◆ **Aim of the task**
Each record must be reproduced exactly as it is shown.
::::::::::
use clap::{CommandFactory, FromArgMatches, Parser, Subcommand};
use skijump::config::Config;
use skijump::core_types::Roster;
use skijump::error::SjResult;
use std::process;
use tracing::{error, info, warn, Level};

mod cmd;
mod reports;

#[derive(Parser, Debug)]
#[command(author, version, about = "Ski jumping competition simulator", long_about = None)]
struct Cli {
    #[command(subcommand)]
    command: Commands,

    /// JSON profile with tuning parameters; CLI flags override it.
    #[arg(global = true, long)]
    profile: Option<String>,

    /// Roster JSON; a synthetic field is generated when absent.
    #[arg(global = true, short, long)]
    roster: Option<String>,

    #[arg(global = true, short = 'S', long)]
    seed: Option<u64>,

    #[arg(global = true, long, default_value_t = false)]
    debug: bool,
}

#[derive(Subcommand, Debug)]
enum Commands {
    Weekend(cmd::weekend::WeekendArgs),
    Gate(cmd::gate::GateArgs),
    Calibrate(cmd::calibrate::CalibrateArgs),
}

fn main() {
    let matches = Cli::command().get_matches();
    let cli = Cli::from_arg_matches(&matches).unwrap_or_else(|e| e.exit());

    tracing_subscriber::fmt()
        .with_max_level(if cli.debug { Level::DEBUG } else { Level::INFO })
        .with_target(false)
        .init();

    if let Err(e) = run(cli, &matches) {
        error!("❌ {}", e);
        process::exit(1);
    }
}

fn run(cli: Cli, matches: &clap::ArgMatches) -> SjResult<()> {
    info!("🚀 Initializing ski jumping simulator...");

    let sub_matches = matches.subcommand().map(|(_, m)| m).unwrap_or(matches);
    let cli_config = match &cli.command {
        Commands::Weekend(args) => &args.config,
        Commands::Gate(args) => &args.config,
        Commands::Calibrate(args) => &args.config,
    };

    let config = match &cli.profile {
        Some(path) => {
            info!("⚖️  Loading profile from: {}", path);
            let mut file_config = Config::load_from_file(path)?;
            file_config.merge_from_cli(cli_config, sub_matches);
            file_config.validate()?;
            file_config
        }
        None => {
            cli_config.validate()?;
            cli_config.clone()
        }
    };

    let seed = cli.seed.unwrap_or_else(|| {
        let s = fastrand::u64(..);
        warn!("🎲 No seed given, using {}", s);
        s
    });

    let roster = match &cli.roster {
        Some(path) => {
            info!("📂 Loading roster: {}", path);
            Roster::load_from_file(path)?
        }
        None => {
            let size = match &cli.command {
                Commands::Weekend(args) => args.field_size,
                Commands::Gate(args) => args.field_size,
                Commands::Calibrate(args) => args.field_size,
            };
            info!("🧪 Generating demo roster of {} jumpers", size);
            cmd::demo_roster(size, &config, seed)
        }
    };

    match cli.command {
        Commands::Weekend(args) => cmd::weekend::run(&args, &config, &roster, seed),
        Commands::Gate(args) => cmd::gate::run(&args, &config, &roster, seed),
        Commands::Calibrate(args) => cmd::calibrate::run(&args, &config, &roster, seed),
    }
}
::::::::::
◆ **Expected answer**
use clap::{CommandFactory, FromArgMatches, Parser, Subcommand};
use skijump::config::Config;
use skijump::core_types::Roster;
use skijump::error::SjResult;
use std::process;
use tracing::{error, info, warn, Level};

mod cmd;
mod reports;

#[derive(Parser, Debug)]
#[command(author, version, about = "Ski jumping competition simulator", long_about = None)]
struct Cli {
    #[command(subcommand)]
    command: Commands,

    /// JSON profile with tuning parameters; CLI flags override it.
    #[arg(global = true, long)]
    profile: Option<String>,

    /// Roster JSON; a synthetic field is generated when absent.
    #[arg(global = true, short, long)]
    roster: Option<String>,

    #[arg(global = true, short = 'S', long)]
    seed: Option<u64>,

    #[arg(global = true, long, default_value_t = false)]
    debug: bool,
}

#[derive(Subcommand, Debug)]
enum Commands {
    Weekend(cmd::weekend::WeekendArgs),
    Gate(cmd::gate::GateArgs),
    Calibrate(cmd::calibrate::CalibrateArgs),
}

fn main() {
    let matches = Cli::command().get_matches();
    let cli = Cli::from_arg_matches(&matches).unwrap_or_else(|e| e.exit());

    tracing_subscriber::fmt()
        .with_max_level(if cli.debug { Level::DEBUG } else { Level::INFO })
        .with_target(false)
        .init();

    if let Err(e) = run(cli, &matches) {
        error!("❌ {}", e);
        process::exit(1);
    }
}

fn run(cli: Cli, matches: &clap::ArgMatches) -> SjResult<()> {
    info!("🚀 Initializing ski jumping simulator...");

    let sub_matches = matches.subcommand().map(|(_, m)| m).unwrap_or(matches);
    let cli_config = match &cli.command {
        Commands::Weekend(args) => &args.config,
        Commands::Gate(args) => &args.config,
        Commands::Calibrate(args) => &args.config,
    };

    let config = match &cli.profile {
        Some(path) => {
            info!("⚖️  Loading profile from: {}", path);
            let mut file_config = Config::load_from_file(path)?;
            file_config.merge_from_cli(cli_config, sub_matches);
            file_config.validate()?;
            file_config
        }
        None => {
            cli_config.validate()?;
            cli_config.clone()
        }
    };

    let seed = cli.seed.unwrap_or_else(|| {
        let s = fastrand::u64(..);
        warn!("🎲 No seed given, using {}", s);
        s
    });

    let roster = match &cli.roster {
        Some(path) => {
            info!("📂 Loading roster: {}", path);
            Roster::load_from_file(path)?
        }
        None => {
            let size = match &cli.command {
                Commands::Weekend(args) => args.field_size,
                Commands::Gate(args) => args.field_size,
                Commands::Calibrate(args) => args.field_size,
            };
            info!("🧪 Generating demo roster of {} jumpers", size);
            cmd::demo_roster(size, &config, seed)
        }
    };

    match cli.command {
        Commands::Weekend(args) => cmd::weekend::run(&args, &config, &roster, seed),
        Commands::Gate(args) => cmd::gate::run(&args, &config, &roster, seed),
        Commands::Calibrate(args) => cmd::calibrate::run(&args, &config, &roster, seed),
    }
}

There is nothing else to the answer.